I think it is important to see that choices, even in a strictly determined universe, are real. Say, you must catch a train that leaves in 20 minutes. If you walk, you will be late; a taxi would take 5 minutes but is expensive; a bus would take 10 minutes, and every 10 minutes a bus is coming. So walking is not really an option, because if you would walk, you would not catch your train. If you would take the taxi, you would have to pay $20. And if you would take the bus, you have to take the risk that you miss your train. These are the informations you have: modal sentences that are true, but do not describe what factually happens (yet). These are called contra-factual sentences, and they can be true or false, independently of they describe events that really happen in the universe, and also independent of the question if the universe is determined or not. (But the universe better be determined, otherwise you could not even be sure of your information about your choices...) Again a reason why we need a determined universe in order to be free.

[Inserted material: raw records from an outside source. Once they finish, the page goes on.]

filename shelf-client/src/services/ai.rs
//! AI adapters: score optimization, summarization, news expansion, fact checks

use super::{fall_back, parse_as, CachedApi, Fetched};
use crate::api::Transport;
use crate::cache::DEFAULT_TTL;
use crate::worker::processing::{heuristic_score, POPULARITY_WEIGHT, RATING_WEIGHT, RECENCY_WEIGHT};
use serde_json::json;
use shelf_common::fallback;
use shelf_common::models::{
    Book, FactCheck, NewsExpansion, ScoreFactor, ScoreOptimization, ScoreRagSummary, MAX_RATING,
};
use shelf_common::time::current_year;
use std::sync::Arc;
use std::time::Duration;

/// Confidence reported for locally computed scores
const LOCAL_SCORE_CONFIDENCE: f32 = 0.5;

pub struct AiService {
    api: CachedApi,
}

impl AiService {
    pub fn new(transport: Arc<dyn Transport>) -> Self {
        Self::with_ttl(transport, DEFAULT_TTL)
    }

    pub fn with_ttl(transport: Arc<dyn Transport>, ttl: Duration) -> Self {
        Self {
            api: CachedApi::new(transport, ttl),
        }
    }

    /// Ask the remote optimizer to rescore `book`
    ///
    /// Falls back to the local heuristic score.
    pub async fn optimize_score(&self, book: &Book) -> Fetched<ScoreOptimization> {
        self.api
            .post("optimize-score", "ai/optimize-score", json!({ "book": book }), parse_as)
            .await
            .unwrap_or_else(|e| fall_back("optimize-score", &e, || local_optimization(book, current_year())))
    }

    pub async fn summarize(&self, text: &str) -> Fetched<ScoreRagSummary> {
        self.api
            .post("summarize", "ai/summarize", json!({ "text": text }), parse_as)
            .await
            .unwrap_or_else(|e| fall_back("summarize", &e, || fallback::fallback_summary(text)))
    }

    pub async fn expand_news(&self, headline: &str) -> Fetched<NewsExpansion> {
        self.api
            .post("news-expand", "news/expand", json!({ "headline": headline }), parse_as)
            .await
            .unwrap_or_else(|e| fall_back("news-expand", &e, || fallback::fallback_news_expansion(headline)))
    }

    pub async fn fact_check(&self, claim: &str) -> Fetched<FactCheck> {
        self.api
            .post("fact-check", "news/fact-check", json!({ "claim": claim }), parse_as)
            .await
            .unwrap_or_else(|e| fall_back("fact-check", &e, || fallback::fallback_fact_check(claim)))
    }

    pub fn invalidate(&self) {
        self.api.clear();
    }
}

/// Heuristic score broken into its weighted factors
fn local_optimization(book: &Book, reference_year: i32) -> ScoreOptimization {
    let optimized = heuristic_score(book.rating, book.ratings_count, book.published_year, reference_year);
    let rating_part = (book.rating / MAX_RATING).clamp(0.0, 1.0);
    let popularity_part = heuristic_score(0.0, book.ratings_count, None, reference_year) / POPULARITY_WEIGHT;
    let recency_part = heuristic_score(0.0, None, book.published_year, reference_year) / RECENCY_WEIGHT;

    ScoreOptimization {
        book_id: book.id.clone(),
        original_score: book.score.unwrap_or(optimized),
        optimized_score: optimized,
        factors: vec![
            ScoreFactor {
                name: "rating".to_string(),
                weight: RATING_WEIGHT,
                contribution: RATING_WEIGHT * rating_part,
            },
            ScoreFactor {
                name: "popularity".to_string(),
                weight: POPULARITY_WEIGHT,
                contribution: POPULARITY_WEIGHT * popularity_part,
            },
            ScoreFactor {
                name: "recency".to_string(),
                weight: RECENCY_WEIGHT,
                contribution: RECENCY_WEIGHT * recency_part,
            },
        ],
        confidence: LOCAL_SCORE_CONFIDENCE,
    }
}
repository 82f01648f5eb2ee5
//! Build information endpoint

use axum::response::Json;
use serde::Serialize;

#[derive(Debug, Serialize)]
pub struct BuildInfo {
    pub version: String,
    pub git_hash: String,
    pub build_timestamp: String,
    pub build_profile: String,
}

/// GET /api/buildinfo
pub async fn get_build_info() -> Json<BuildInfo> {
    Json(BuildInfo {
        version: env!("CARGO_PKG_VERSION").to_string(),
        git_hash: env!("GIT_HASH").to_string(),
        build_timestamp: env!("BUILD_TIMESTAMP").to_string(),
        build_profile: env!("BUILD_PROFILE").to_string(),
    })
}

Now, of course your brain is determined also, so what your choice will be is determined too. But it is determined according the options you see, so you are really choosing. Yes, your choice is fixed, but not without your evaluating the real, available options. So your decision for one of the options (e.g. you take the taxi) determines your action (calling a taxi). That I would definitely call free will. 

"determined universe", "determined choice".. IMHO inappropriate wording for what you described above.. There is very few optimal paths how to do something, and ocean of non-optimal paths how to do something (and possibly fail), and even greater ocean of alternative choices (do something else). Sometimes there is just one optimal way how to do something. If you won't do it the right way, you will fail. So, no alternative choices.

Suppose so, somebody is not in hurry, has no alternative commitments, and has straight forward route from home to other location. He or she, can go the most optimal route, the shortest (length), or the quickest (time), but alternatively choose not to use them, but go around. Without any purpose. Without brain suggesting "you need to burn calories, move your body!" etc. That was free will choice. Maybe. Doing something without purpose. Doing something without reason which can be explained by physics, chemistry, biology etc..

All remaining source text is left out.